▸ **Problem to work on**
The answer should contain every record below, output exactly.

Source data:

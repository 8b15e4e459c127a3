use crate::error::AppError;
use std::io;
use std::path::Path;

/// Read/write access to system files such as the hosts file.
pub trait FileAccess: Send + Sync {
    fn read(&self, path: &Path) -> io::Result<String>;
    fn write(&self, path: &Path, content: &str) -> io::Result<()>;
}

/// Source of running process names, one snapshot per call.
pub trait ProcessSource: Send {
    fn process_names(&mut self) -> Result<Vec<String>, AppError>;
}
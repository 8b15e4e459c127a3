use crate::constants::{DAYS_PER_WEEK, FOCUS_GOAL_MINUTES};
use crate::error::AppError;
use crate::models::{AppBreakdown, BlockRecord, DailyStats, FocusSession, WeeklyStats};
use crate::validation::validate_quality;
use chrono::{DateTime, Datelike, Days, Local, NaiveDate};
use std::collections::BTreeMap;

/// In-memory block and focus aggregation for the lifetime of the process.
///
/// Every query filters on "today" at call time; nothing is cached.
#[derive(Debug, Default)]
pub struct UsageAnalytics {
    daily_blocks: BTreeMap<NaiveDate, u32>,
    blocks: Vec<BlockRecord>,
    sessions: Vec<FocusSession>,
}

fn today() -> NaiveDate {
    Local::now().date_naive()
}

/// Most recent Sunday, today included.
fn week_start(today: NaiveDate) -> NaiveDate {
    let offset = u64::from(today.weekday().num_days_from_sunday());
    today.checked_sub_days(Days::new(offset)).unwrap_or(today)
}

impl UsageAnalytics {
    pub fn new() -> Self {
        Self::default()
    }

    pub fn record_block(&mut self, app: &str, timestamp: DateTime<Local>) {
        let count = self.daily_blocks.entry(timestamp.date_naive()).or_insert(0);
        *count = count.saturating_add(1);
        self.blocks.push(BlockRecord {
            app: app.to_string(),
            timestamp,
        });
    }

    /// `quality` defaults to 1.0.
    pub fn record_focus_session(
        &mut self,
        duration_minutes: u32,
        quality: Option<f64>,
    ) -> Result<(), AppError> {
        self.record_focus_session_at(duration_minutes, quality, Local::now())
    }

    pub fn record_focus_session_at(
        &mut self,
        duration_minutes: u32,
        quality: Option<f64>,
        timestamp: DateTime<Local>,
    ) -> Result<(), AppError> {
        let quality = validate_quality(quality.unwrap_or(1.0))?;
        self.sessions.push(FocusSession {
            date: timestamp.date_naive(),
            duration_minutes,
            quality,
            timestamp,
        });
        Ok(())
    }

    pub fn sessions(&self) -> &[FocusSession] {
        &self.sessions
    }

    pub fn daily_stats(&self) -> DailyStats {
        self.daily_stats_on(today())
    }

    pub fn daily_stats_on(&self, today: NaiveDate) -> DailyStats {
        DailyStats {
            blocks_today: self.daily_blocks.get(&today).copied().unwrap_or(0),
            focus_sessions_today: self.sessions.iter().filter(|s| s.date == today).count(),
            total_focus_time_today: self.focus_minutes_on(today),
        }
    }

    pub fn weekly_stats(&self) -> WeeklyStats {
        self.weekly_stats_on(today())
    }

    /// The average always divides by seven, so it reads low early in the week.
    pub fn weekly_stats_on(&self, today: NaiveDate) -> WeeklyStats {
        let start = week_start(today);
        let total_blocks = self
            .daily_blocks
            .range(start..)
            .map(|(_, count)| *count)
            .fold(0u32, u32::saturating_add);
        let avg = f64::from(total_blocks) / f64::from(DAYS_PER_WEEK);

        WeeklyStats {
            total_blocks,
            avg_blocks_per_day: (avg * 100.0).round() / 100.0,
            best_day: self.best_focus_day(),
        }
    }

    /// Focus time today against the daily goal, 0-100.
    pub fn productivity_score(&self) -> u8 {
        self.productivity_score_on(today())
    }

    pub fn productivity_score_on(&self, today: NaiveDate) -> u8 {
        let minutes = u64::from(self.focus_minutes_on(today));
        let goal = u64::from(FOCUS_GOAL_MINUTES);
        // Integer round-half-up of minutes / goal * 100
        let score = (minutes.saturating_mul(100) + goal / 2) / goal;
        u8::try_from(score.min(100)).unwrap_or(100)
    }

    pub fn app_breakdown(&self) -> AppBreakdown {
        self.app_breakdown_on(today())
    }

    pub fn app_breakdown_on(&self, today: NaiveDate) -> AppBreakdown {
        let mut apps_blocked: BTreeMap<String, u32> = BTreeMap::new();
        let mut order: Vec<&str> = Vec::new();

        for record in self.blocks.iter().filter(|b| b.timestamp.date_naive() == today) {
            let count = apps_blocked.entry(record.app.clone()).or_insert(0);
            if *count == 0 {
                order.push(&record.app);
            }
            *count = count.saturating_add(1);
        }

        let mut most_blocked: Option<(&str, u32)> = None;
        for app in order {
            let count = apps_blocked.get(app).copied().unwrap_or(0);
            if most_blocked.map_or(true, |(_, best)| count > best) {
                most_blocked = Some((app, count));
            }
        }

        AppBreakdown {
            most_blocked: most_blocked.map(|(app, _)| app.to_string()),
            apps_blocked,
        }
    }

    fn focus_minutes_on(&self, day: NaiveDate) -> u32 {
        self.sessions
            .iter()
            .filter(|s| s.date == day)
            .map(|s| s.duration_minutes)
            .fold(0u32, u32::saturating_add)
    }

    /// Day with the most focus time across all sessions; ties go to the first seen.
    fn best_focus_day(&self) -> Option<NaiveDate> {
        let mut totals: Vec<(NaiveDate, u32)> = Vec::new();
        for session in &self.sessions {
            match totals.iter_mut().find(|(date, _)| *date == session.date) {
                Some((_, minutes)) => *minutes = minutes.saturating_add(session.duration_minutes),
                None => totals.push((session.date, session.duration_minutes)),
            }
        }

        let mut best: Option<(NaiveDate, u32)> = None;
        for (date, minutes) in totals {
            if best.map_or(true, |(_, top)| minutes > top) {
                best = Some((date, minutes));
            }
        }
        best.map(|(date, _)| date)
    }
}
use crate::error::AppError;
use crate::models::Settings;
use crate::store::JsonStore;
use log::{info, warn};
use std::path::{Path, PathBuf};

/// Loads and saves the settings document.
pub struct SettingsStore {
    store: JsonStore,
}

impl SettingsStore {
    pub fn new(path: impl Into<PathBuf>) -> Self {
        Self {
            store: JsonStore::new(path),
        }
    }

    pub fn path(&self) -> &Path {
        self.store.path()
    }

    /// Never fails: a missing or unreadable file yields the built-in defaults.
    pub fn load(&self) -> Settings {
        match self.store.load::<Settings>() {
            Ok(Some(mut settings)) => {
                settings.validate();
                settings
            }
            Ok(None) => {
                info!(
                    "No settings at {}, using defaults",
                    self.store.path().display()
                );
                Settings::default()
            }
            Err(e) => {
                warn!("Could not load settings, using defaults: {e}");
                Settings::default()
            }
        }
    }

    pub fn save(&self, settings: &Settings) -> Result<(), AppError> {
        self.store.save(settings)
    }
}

▸ **Problem solution**
repository 8b15e4e459c127a3
use crate::error::AppError;
use std::io;
use std::path::Path;

/// Read/write access to system files such as the hosts file.
pub trait FileAccess: Send + Sync {
    fn read(&self, path: &Path) -> io::Result<String>;
    fn write(&self, path: &Path, content: &str) -> io::Result<()>;
}

/// Source of running process names, one snapshot per call.
pub trait ProcessSource: Send {
    fn process_names(&mut self) -> Result<Vec<String>, AppError>;
}
repository 8b15e4e459c127a3
use crate::constants::{DAYS_PER_WEEK, FOCUS_GOAL_MINUTES};
use crate::error::AppError;
use crate::models::{AppBreakdown, BlockRecord, DailyStats, FocusSession, WeeklyStats};
use crate::validation::validate_quality;
use chrono::{DateTime, Datelike, Days, Local, NaiveDate};
use std::collections::BTreeMap;

/// In-memory block and focus aggregation for the lifetime of the process.
///
/// Every query filters on "today" at call time; nothing is cached.
#[derive(Debug, Default)]
pub struct UsageAnalytics {
    daily_blocks: BTreeMap<NaiveDate, u32>,
    blocks: Vec<BlockRecord>,
    sessions: Vec<FocusSession>,
}

fn today() -> NaiveDate {
    Local::now().date_naive()
}

/// Most recent Sunday, today included.
fn week_start(today: NaiveDate) -> NaiveDate {
    let offset = u64::from(today.weekday().num_days_from_sunday());
    today.checked_sub_days(Days::new(offset)).unwrap_or(today)
}

impl UsageAnalytics {
    pub fn new() -> Self {
        Self::default()
    }

    pub fn record_block(&mut self, app: &str, timestamp: DateTime<Local>) {
        let count = self.daily_blocks.entry(timestamp.date_naive()).or_insert(0);
        *count = count.saturating_add(1);
        self.blocks.push(BlockRecord {
            app: app.to_string(),
            timestamp,
        });
    }

    /// `quality` defaults to 1.0.
    pub fn record_focus_session(
        &mut self,
        duration_minutes: u32,
        quality: Option<f64>,
    ) -> Result<(), AppError> {
        self.record_focus_session_at(duration_minutes, quality, Local::now())
    }

    pub fn record_focus_session_at(
        &mut self,
        duration_minutes: u32,
        quality: Option<f64>,
        timestamp: DateTime<Local>,
    ) -> Result<(), AppError> {
        let quality = validate_quality(quality.unwrap_or(1.0))?;
        self.sessions.push(FocusSession {
            date: timestamp.date_naive(),
            duration_minutes,
            quality,
            timestamp,
        });
        Ok(())
    }

    pub fn sessions(&self) -> &[FocusSession] {
        &self.sessions
    }

    pub fn daily_stats(&self) -> DailyStats {
        self.daily_stats_on(today())
    }

    pub fn daily_stats_on(&self, today: NaiveDate) -> DailyStats {
        DailyStats {
            blocks_today: self.daily_blocks.get(&today).copied().unwrap_or(0),
            focus_sessions_today: self.sessions.iter().filter(|s| s.date == today).count(),
            total_focus_time_today: self.focus_minutes_on(today),
        }
    }

    pub fn weekly_stats(&self) -> WeeklyStats {
        self.weekly_stats_on(today())
    }

    /// The average always divides by seven, so it reads low early in the week.
    pub fn weekly_stats_on(&self, today: NaiveDate) -> WeeklyStats {
        let start = week_start(today);
        let total_blocks = self
            .daily_blocks
            .range(start..)
            .map(|(_, count)| *count)
            .fold(0u32, u32::saturating_add);
        let avg = f64::from(total_blocks) / f64::from(DAYS_PER_WEEK);

        WeeklyStats {
            total_blocks,
            avg_blocks_per_day: (avg * 100.0).round() / 100.0,
            best_day: self.best_focus_day(),
        }
    }

    /// Focus time today against the daily goal, 0-100.
    pub fn productivity_score(&self) -> u8 {
        self.productivity_score_on(today())
    }

    pub fn productivity_score_on(&self, today: NaiveDate) -> u8 {
        let minutes = u64::from(self.focus_minutes_on(today));
        let goal = u64::from(FOCUS_GOAL_MINUTES);
        // Integer round-half-up of minutes / goal * 100
        let score = (minutes.saturating_mul(100) + goal / 2) / goal;
        u8::try_from(score.min(100)).unwrap_or(100)
    }

    pub fn app_breakdown(&self) -> AppBreakdown {
        self.app_breakdown_on(today())
    }

    pub fn app_breakdown_on(&self, today: NaiveDate) -> AppBreakdown {
        let mut apps_blocked: BTreeMap<String, u32> = BTreeMap::new();
        let mut order: Vec<&str> = Vec::new();

        for record in self.blocks.iter().filter(|b| b.timestamp.date_naive() == today) {
            let count = apps_blocked.entry(record.app.clone()).or_insert(0);
            if *count == 0 {
                order.push(&record.app);
            }
            *count = count.saturating_add(1);
        }

        let mut most_blocked: Option<(&str, u32)> = None;
        for app in order {
            let count = apps_blocked.get(app).copied().unwrap_or(0);
            if most_blocked.map_or(true, |(_, best)| count > best) {
                most_blocked = Some((app, count));
            }
        }

        AppBreakdown {
            most_blocked: most_blocked.map(|(app, _)| app.to_string()),
            apps_blocked,
        }
    }

    fn focus_minutes_on(&self, day: NaiveDate) -> u32 {
        self.sessions
            .iter()
            .filter(|s| s.date == day)
            .map(|s| s.duration_minutes)
            .fold(0u32, u32::saturating_add)
    }

    /// Day with the most focus time across all sessions; ties go to the first seen.
    fn best_focus_day(&self) -> Option<NaiveDate> {
        let mut totals: Vec<(NaiveDate, u32)> = Vec::new();
        for session in &self.sessions {
            match totals.iter_mut().find(|(date, _)| *date == session.date) {
                Some((_, minutes)) => *minutes = minutes.saturating_add(session.duration_minutes),
                None => totals.push((session.date, session.duration_minutes)),
            }
        }

        let mut best: Option<(NaiveDate, u32)> = None;
        for (date, minutes) in totals {
            if best.map_or(true, |(_, top)| minutes > top) {
                best = Some((date, minutes));
            }
        }
        best.map(|(date, _)| date)
    }
}
use crate::error::AppError;
use crate::models::Settings;
use crate::store::JsonStore;
use log::{info, warn};
use std::path::{Path, PathBuf};

/// Loads and saves the settings document.
pub struct SettingsStore {
    store: JsonStore,
}

impl SettingsStore {
    pub fn new(path: impl Into<PathBuf>) -> Self {
        Self {
            store: JsonStore::new(path),
        }
    }

    pub fn path(&self) -> &Path {
        self.store.path()
    }

    /// Never fails: a missing or unreadable file yields the built-in defaults.
    pub fn load(&self) -> Settings {
        match self.store.load::<Settings>() {
            Ok(Some(mut settings)) => {
                settings.validate();
                settings
            }
            Ok(None) => {
                info!(
                    "No settings at {}, using defaults",
                    self.store.path().display()
                );
                Settings::default()
            }
            Err(e) => {
                warn!("Could not load settings, using defaults: {e}");
                Settings::default()
            }
        }
    }

    pub fn save(&self, settings: &Settings) -> Result<(), AppError> {
        self.store.save(settings)
    }
}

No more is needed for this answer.